2. The last referendum was close. In the spring (4.3.12) rather than the fall, the last operational referendum passed in a close vote, 1,817-1,750. (I’m using the online election results from Walworth, Jefferson, and Rock counties, not considering absentee ballots.)
The April 2012 election was mostly a GOP affair, with a contested presidential primary; Pres. Obama was assured his renomination and so his supporters had less reason for concern about the Wisconsin primary’s outcome. Easily more people cast votes in the contested GOP race than the uncontested Democratic one.
3. Undervotes. Everyone in the district knows the gubernatorial race looks to be close, and that there are differences between a spring primary’s electorate and a fall electorate. But you may not have heard about the number of undervotes between the top of the ticket and a referendum question. Undervotes are simply a voter’s legitimate and lawful choice not to make a selection in a given contest. There might be a hundred ballots cast on election day, but a referendum question, for example, might get only ninety votes for or against. Those voters not making a selection for the referendum either way would be called undervotes.
In the last referendum vote, there were more undervotes than the margin between support and opposition on the question.
Perhaps some voters only wanted to vote in the presidential primary, perhaps some voters didn’t see the referendum question, etc.: there were more votes cast for the candidates at the top of the ballot than for candidates or questions lower down.
But voters will have to find and select the referendum. In the last referendum vote, for example, even in an area as small as the Rock County portion of the district, there were 285 votes cast for or against the referendum, but 39 undervotes, too. Although only Rock County lists undervotes in its publicly-posted results, one can discern a similar if smaller pattern in wards for Walworth or Jefferson counties.
The referendum question will be on the back of the ballot, and it will not be the only referendum question (there’s a statewide transportation question). Voters on the school referendum question will have to follow to the back of the ballot, and want to vote on the referendum when they do.
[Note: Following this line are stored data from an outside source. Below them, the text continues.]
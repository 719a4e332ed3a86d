use element_finder::Strategy;

use super::context::CliContext;
use super::output::OutputFormat;
use crate::errors::AppResult;

pub async fn cmd_info(ctx: &CliContext, output: OutputFormat) -> AppResult<()> {
    let priority: Vec<&'static str> = Strategy::default_priority().iter().map(|s| s.name()).collect();

    match output {
        OutputFormat::Json => {
            let value = serde_json::json!({
                "version": env!("CARGO_PKG_VERSION"),
                "buildDate": option_env!("BUILD_DATE").unwrap_or("unknown"),
                "gitHash": option_env!("GIT_HASH").unwrap_or("unknown"),
                "defaultStrategyPriority": priority,
                "config": ctx.config(),
            });
            println!("{}", serde_json::to_string_pretty(&value).expect("info payload always serializes"));
        }
        OutputFormat::Human => {
            println!("replay-core {}", env!("CARGO_PKG_VERSION"));
            println!("build date: {}", option_env!("BUILD_DATE").unwrap_or("unknown"));
            println!("git commit: {}", option_env!("GIT_HASH").unwrap_or("unknown"));
            println!("default strategy priority: {}", priority.join(" > "));
        }
    }
    Ok(())
}
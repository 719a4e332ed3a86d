mod click;
mod input;
mod press_enter;

pub use click::execute_click;
pub use input::execute_input;
pub use press_enter::execute_press_enter;

use crate::errors::ActionError;
use crate::port::ActionPort;
use crate::types::ActionOptions;

/// Preconditions shared by every action primitive: attached, visible (or
/// optionally temporarily un-hidden), and not disabled (§4.3).
pub(crate) async fn check_preconditions<P: ActionPort + ?Sized>(
    port: &P,
    node: &str,
    options: &ActionOptions,
) -> Result<(), ActionError> {
    if !options.verify_actionable {
        return Ok(());
    }
    if !port.is_attached(node).await {
        return Err(ActionError::ElementNotActionable {
            reason: "element is not attached to the document".into(),
        });
    }
    if port.is_disabled(node).await {
        return Err(ActionError::ElementNotActionable {
            reason: "element is disabled".into(),
        });
    }
    if !port.is_visible(node).await && !options.show_hidden_elements {
        return Err(ActionError::ElementNotActionable {
            reason: "element is not visible and showHiddenElements is false".into(),
        });
    }
    Ok(())
}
The first step is remedied by information, but the second only by persuasive information.
Some voters will be interested almost exclusively in the gubernatorial race: after years of wrangling between the parties, and now millions in campaign ads, that’s understandable.
Of the three topics I’ve listed, the first two have received political notice in town. The third, on undervotes, not as much. Yet, undervotes may be greater than the deciding margin of votes cast if this should be a close vote.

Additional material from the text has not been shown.